横を見ると、先程まで眠っていたであろう優希が身体を起こし、
「お母さん?どうしたの?」
と寝ぼけた可愛い声で訊いてきた。
おかしい。
さっきまではお母さんと車にいて、事故にあって、お母さんが死んで、知らない男の人と走っていたはずなのに。
明らか夢ではなかった。
あれは現実だった。
私を助けてくれた男性は優希?
もしかしたら、当時精神的に不安定な状態だったから、助けてくれた男の人のことを優希だと認識できていなかったのかもしれない。
事実確認のため、優希に
「ねぇねぇ。私を助けたのって優希?それとも違う人から引き渡されたの?」
と訊いた。
優希は困惑していた。
日本語がおかしかっのだろうか。
「助けたって何?引き渡す?綾香は何を言っているの?」
私の頭も困惑する。
「いや、だってさっきまで私は車の中にいて……」
「いやいやいや。ずっとここに居たよ?今日?いつの話してるの?少なくとも、綾香と車に乗ったことは無いよ。」
話を遮るようにして優希が入ってくる。
いやいや、優希の方こそ何を言っているんだろう。
「私、さっきお母さんと一緒に事故に巻き込まれて」
「綾香。事故になんてあってないよ。落ち着いて」
「私は至って落ち着いているよ」
「いや、落ち着けていない」
「落ち着いてるってば!」
少し怒鳴り睨んでしまった。
優希は少し後退する。
しかし、もう一度こちらへ歩み寄ってきそのまま私を抱きしめた。
「綾香!本当にどうしたの?変な夢でも見てた?」
「夢……」
私はなぜか、その言葉に強く反応してしまう。
なんだか、最近よく変な夢を見るような気もする。
毎回内容は思い出せないけど。
だけど、今回の体験と、最近よく見ていた夢の中での体験は酷似している気がする。
たしか、最近よく見る夢もやけにリアリティがあったような、そんな気がする。
それじゃぁ、さっきまで見てたものは夢だったの。
いや、信じられない程にリアルだった。
あれが夢は無理がある。
あ、そうだ。
お母さんに連絡すればいいじゃん。
お母さんが生きていればあれが夢だって証明されるし、お母さんが死んでいれば、あれが現実だったって受け入れられる。
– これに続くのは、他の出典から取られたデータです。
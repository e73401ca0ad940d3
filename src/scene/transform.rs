use glam::{Affine3A, EulerRot, Mat3, Mat4, Quat, Vec3};

/// Local TRS of a node plus cached local/world matrices.
///
/// The public `position`/`rotation`/`scale` are compared against shadow
/// copies on [`Transform::update_local_matrix`], so callers mutate the
/// fields directly and the matrix is only rebuilt when something changed.
#[derive(Debug, Clone)]
pub struct Transform {
    pub position: Vec3,
    pub rotation: Quat,
    pub scale: Vec3,

    pub(crate) local_matrix: Affine3A,
    pub(crate) world_matrix: Affine3A,

    last_position: Vec3,
    last_rotation: Quat,
    last_scale: Vec3,
    force_update: bool,
}

impl Transform {
    #[must_use]
    pub fn new() -> Self {
        Self {
            position: Vec3::ZERO,
            rotation: Quat::IDENTITY,
            scale: Vec3::ONE,

            local_matrix: Affine3A::IDENTITY,
            world_matrix: Affine3A::IDENTITY,

            last_position: Vec3::ZERO,
            last_rotation: Quat::IDENTITY,
            last_scale: Vec3::ONE,
            force_update: true,
        }
    }

    #[must_use]
    pub fn from_position(position: Vec3) -> Self {
        Self {
            position,
            ..Self::new()
        }
    }

    /// Rebuilds the local matrix if TRS changed. Returns whether it did.
    pub fn update_local_matrix(&mut self) -> bool {
        let changed = self.position != self.last_position
            || self.rotation != self.last_rotation
            || self.scale != self.last_scale
            || self.force_update;

        if changed {
            self.local_matrix =
                Affine3A::from_scale_rotation_translation(self.scale, self.rotation, self.position);

            self.last_position = self.position;
            self.last_rotation = self.rotation;
            self.last_scale = self.scale;
            self.force_update = false;
        }

        changed
    }

    pub fn set_rotation_euler(&mut self, x: f32, y: f32, z: f32) {
        self.rotation = Quat::from_euler(EulerRot::XYZ, x, y, z);
    }

    #[inline]
    #[must_use]
    pub fn local_matrix(&self) -> &Affine3A {
        &self.local_matrix
    }

    #[inline]
    #[must_use]
    pub fn world_matrix(&self) -> &Affine3A {
        &self.world_matrix
    }

    #[inline]
    #[must_use]
    pub fn world_matrix_as_mat4(&self) -> Mat4 {
        Mat4::from(self.world_matrix)
    }

    pub(crate) fn set_world_matrix(&mut self, mat: Affine3A) {
        self.world_matrix = mat;
    }

    /// World-space position from the cached world matrix.
    #[inline]
    #[must_use]
    pub fn world_position(&self) -> Vec3 {
        self.world_matrix.translation.into()
    }

    /// Sets TRS from a local matrix. Shear is lost in the decomposition.
    pub fn apply_local_matrix(&mut self, mat: Affine3A) {
        let (scale, rotation, translation) = mat.to_scale_rotation_translation();
        self.scale = scale;
        self.rotation = rotation;
        self.position = translation;
        self.mark_dirty();
    }

    /// Orients -Z towards `target`. Both vectors are in parent space.
    pub fn look_at(&mut self, target: Vec3, up: Vec3) {
        let forward = (target - self.position).normalize_or_zero();
        if forward == Vec3::ZERO || forward.cross(up).length_squared() < 1e-8 {
            return;
        }

        let right = forward.cross(up).normalize();
        let new_up = right.cross(forward).normalize();
        self.rotation = Quat::from_mat3(&Mat3::from_cols(right, new_up, -forward));
    }

    /// Rotates position and orientation around `center` (parent space).
    pub fn orbit(&mut self, rotation: Quat, center: Vec3) {
        self.position = center + rotation * (self.position - center);
        self.rotation = (rotation * self.rotation).normalize();
    }

    /// Converts a world-space point into the local space of the parent
    /// whose world matrix is `parent_world`.
    #[must_use]
    pub fn global_to_parent(parent_world: &Affine3A, point: Vec3) -> Vec3 {
        parent_world.inverse().transform_point3(point)
    }

    pub fn mark_dirty(&mut self) {
        self.force_update = true;
    }
}

impl Default for Transform {
    fn default() -> Self {
        Self::new()
    }
}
私は精神病院に”緊急な理由”としてお母さんとの電話を要求した。
しかし私自身、心の奥底で生きてて欲しいとは願いながらも、内心あの事故は真実なんだろうなとか思っていた。
「もしもし綾香?」
お母さんの声だ。
私は驚いた。
だって、目の前で死んだんだもん。
「お母さん……生きてる、の?」
「え、生きてるよ。あれ、知らされてなかったの」
「いや、1回知らされたけど、だって、さっきら事故にあって、下半身がなくなって、死んじゃって」
「もー綾香、変な冗談言わないでちょうだいよ」
「いや、冗談じゃ……」
やっぱりあの体験は夢だったのか。
夢じゃない限り、お母さんが生きていることは説明がつかない。
お母さんも優希も、私の言う体験を否定する。
やっぱり、あれは非現実だったのか。
少しの安心と幸福の気持ちが湧いたが、同時に納得のいかない嫌悪感に襲われた。
「お母さん、もう大丈夫。変なこと言ってごめんね」
「いいよいいよ。久しぶりに喋れて嬉しかったし」
「そうだね。そうだ、最近訊きたいと思っていたから今訊くけど、退院の日時は決まってあるの?」
「あー決まっているよ。お医者さんには『このまま順調に行ったら3月の2日か3日には退院出来るわよ』と言われたわ。」
「おー!もーちょっとじゃん!」
「そうね〜」
「家で待ってるから、絶対帰ってきてね。生きて帰ってきてね」
「分かってるわよ。自殺未遂なんて起こして本当にごめんね。もう、しないわ。」
「約束ね!」
「約束よ」
「そーいえば、訊いていいのか分からないけど、自殺未遂を起こしちゃった原因ってなんなの?」
「んー。元々家に帰ったら話そうと思っていたから、家に帰ったら喋ってあげる。だけど、病院の先生達には『理由は無い』って言ってあるから今は言えない。ごめんね」
お母さんは囁くようにして小声でマイクにそう伝えた。
「わかった。ありがとね」
「うん、こちらこそ」
そういい、お母さんは私からの電話を切った。
お母さんの自殺未遂の原因。
多分兄達だよな……
もし元凶が兄達だとしたら、私達はあの家でもう幸せには生きられないのかもしれない……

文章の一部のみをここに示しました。